私たちがテクノブレイブ社に信頼を寄せている理由は、高い技術力やプロジェクト推進力だけではありません。一緒にわくわくしながら、楽しんで取り組んでくれるスタンスが、何よりも魅力だと思っています。「これをやってほしい」という要望に応えるだけでなく、「これをやりたい」「一緒にやりませんか?」と積極的に提案してくれる。そのおかげで、私たちの発想にはなかった新しいアイデアやソリューションが生まれることもしばしばあります。この姿勢こそが、私たちが継続してプロジェクトをお願いしている大きな理由の一つです。

※1現実空間の物体や状況を仮想空間に再現する技術
※2自社内でサーバーやソフトウェアなどの情報システムを管理・運用するシステムの利用形態

未来を共に描く、共創パートナーとして。

街全体でエネルギーを融通してゼロ・エネルギーを目指す〈ZES(ネット・ゼロ・エネルギー・ソサイエティ)〉構想や、フロアのどこにいても一人ひとりの好みに合わせた温度と快適さを届ける〈超個別空調システム〉など…、「NOVARE」では多彩なプロジェクトが展開されています。そして、それぞれの取り組みの根底には、必ずストーリーが存在します。

例えば、テクノブレイブ社にバックエンド領域で多大なご協力をいただいた、〈植物と対話できるシステム〉の開発プロジェクト。「NOVARE」では多くの観葉植物が育てられていますが、ある企業から「ロボットで自動的に水やりをする仕組みを導入してはどうか」という提案をいただきました。一見、利便性の高そうなアイデアですが、「それで植物を本当に大切にしていると言えるだろうか」と感じたのです。そこで考案したのが、植物に水分センサーを取り付け、水が必要になったタイミングでスマートフォンに通知を送る仕組みです。「乾いてきたので水をください」と植物からメッセージが届いたら、自ら水を持って植物に手をかけたくなりませんか。さらに、植物が発電したエネルギーで水分センサーや通知用の無線機を動かすことで、より植物が“自立”しているように感じられるでしょう。その結果、自然を大切にする心が人々の中に育まれるのではないかと考えました。「NOVARE」が目指すのは、こうした〈意味性〉のある豊かなストーリーに溢れた未来です。「気づけば環境意識が自然と高まる空間」や「人と自然が共に歩む社会」が実現できるなら、それはとても意義深いことだと思うのです。

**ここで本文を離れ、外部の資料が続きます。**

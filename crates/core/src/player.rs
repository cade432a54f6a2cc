//! First-person player controller.
//!
//! Per-tick order inside [`Player::update`]:
//! 1. Jump (grounded only)
//! 2. Gravity
//! 3. Ground clamp
//! 4. Horizontal move, X and Z resolved separately so walls can be slid along
//! 5. Vertical displacement, then the ground clamp again
//!
//! Vertical motion is only resolved against the floor; there are no ceilings.

use glam::{Quat, Vec3};
use serde::{Deserialize, Serialize};
use std::f32::consts::FRAC_PI_2;

use crate::collision::{is_blocked, Collider};
use crate::config::SimulationConfig;
use crate::input::InputState;

#[derive(Debug, Clone, PartialEq, Serialize, Deserialize)]
pub struct Player {
    /// Eye position. `y == height` while standing on the floor.
    pub position: Vec3,
    /// Only the vertical component persists between ticks.
    pub velocity: Vec3,
    pub grounded: bool,
    pub height: f32,
    pub radius: f32,
    pub yaw: f32,
    pub pitch: f32,
}

impl Player {
    /// Pitch never reaches straight up or down.
    pub const MAX_PITCH: f32 = FRAC_PI_2 - 0.01;

    pub fn new(config: &SimulationConfig) -> Self {
        Self {
            position: Vec3::new(0.0, config.player_height, 0.0),
            velocity: Vec3::ZERO,
            grounded: false,
            height: config.player_height,
            radius: config.player_radius,
            yaw: 0.0,
            pitch: 0.0,
        }
    }

    /// Back to the spawn point at the room centre, facing -Z.
    pub fn reset(&mut self) {
        self.position = Vec3::new(0.0, self.height, 0.0);
        self.velocity = Vec3::ZERO;
        self.grounded = false;
        self.yaw = 0.0;
        self.pitch = 0.0;
    }

    /// Apply a mouse delta in pixels.
    pub fn apply_look(&mut self, dx: f32, dy: f32, sensitivity: f32) {
        self.yaw -= dx * sensitivity;
        self.pitch = (self.pitch - dy * sensitivity).clamp(-Self::MAX_PITCH, Self::MAX_PITCH);
    }

    #[inline]
    pub fn eye_position(&self) -> Vec3 {
        self.position
    }

    #[inline]
    pub fn orientation(&self) -> Quat {
        Quat::from_rotation_y(self.yaw) * Quat::from_rotation_x(self.pitch)
    }

    /// Unit view direction; -Z at zero yaw and pitch.
    pub fn look_direction(&self) -> Vec3 {
        self.orientation() * Vec3::NEG_Z
    }

    /// Yaw and pitch that point the view at `target`.
    pub fn aim_angles(&self, target: Vec3) -> (f32, f32) {
        let dir = (target - self.eye_position()).normalize_or_zero();
        if dir == Vec3::ZERO {
            return (self.yaw, self.pitch);
        }
        let yaw = (-dir.x).atan2(-dir.z);
        let pitch = dir.y.clamp(-1.0, 1.0).asin().clamp(-Self::MAX_PITCH, Self::MAX_PITCH);
        (yaw, pitch)
    }

    /// Turn the view straight at `target`.
    pub fn look_at(&mut self, target: Vec3) {
        (self.yaw, self.pitch) = self.aim_angles(target);
    }

    pub fn update(&mut self, dt: f32, input: &InputState, colliders: &[Collider], config: &SimulationConfig) {
        if input.jump() && self.grounded {
            self.velocity.y = config.jump_velocity;
            self.grounded = false;
        }

        self.velocity.y += config.gravity * dt;
        self.settle_on_ground();

        let intent = input.move_intent();
        if intent != Vec3::ZERO {
            let speed = if input.sprint() { config.run_speed } else { config.walk_speed };
            let step = Quat::from_rotation_y(self.yaw) * intent * speed * dt;
            self.slide(step, colliders);
        }

        self.position.y += self.velocity.y * dt;
        self.settle_on_ground();
    }

    /// Move by `step` on X then Z, skipping whichever axis would collide.
    fn slide(&mut self, step: Vec3, colliders: &[Collider]) {
        // Probe at standing height so jumping doesn't clear walls
        let probe = |x: f32, z: f32| Vec3::new(x, self.height, z);

        let next_x = self.position.x + step.x;
        if !is_blocked(probe(next_x, self.position.z), colliders, self.radius) {
            self.position.x = next_x;
        }

        let next_z = self.position.z + step.z;
        if !is_blocked(probe(self.position.x, next_z), colliders, self.radius) {
            self.position.z = next_z;
        }
    }

    fn settle_on_ground(&mut self) {
        if self.position.y <= self.height {
            self.position.y = self.height;
            if self.velocity.y <= 0.0 {
                self.velocity.y = 0.0;
                self.grounded = true;
            }
        }
    }
}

このプロジェクトにおいても、テクノブレイブ社には技術的な支援だけでなく、「どうすれば実現可能なのか」「もっと良いゴールはないのか」と、膝を突き合わせた議論を重ねていただきました。「NOVARE」というプラットフォームを通じて、どんな未来を描いていけるか――。これからも共に知恵を出し合い、形にしていく共創パートナーであり続けてくだされば、とても心強いと思っています。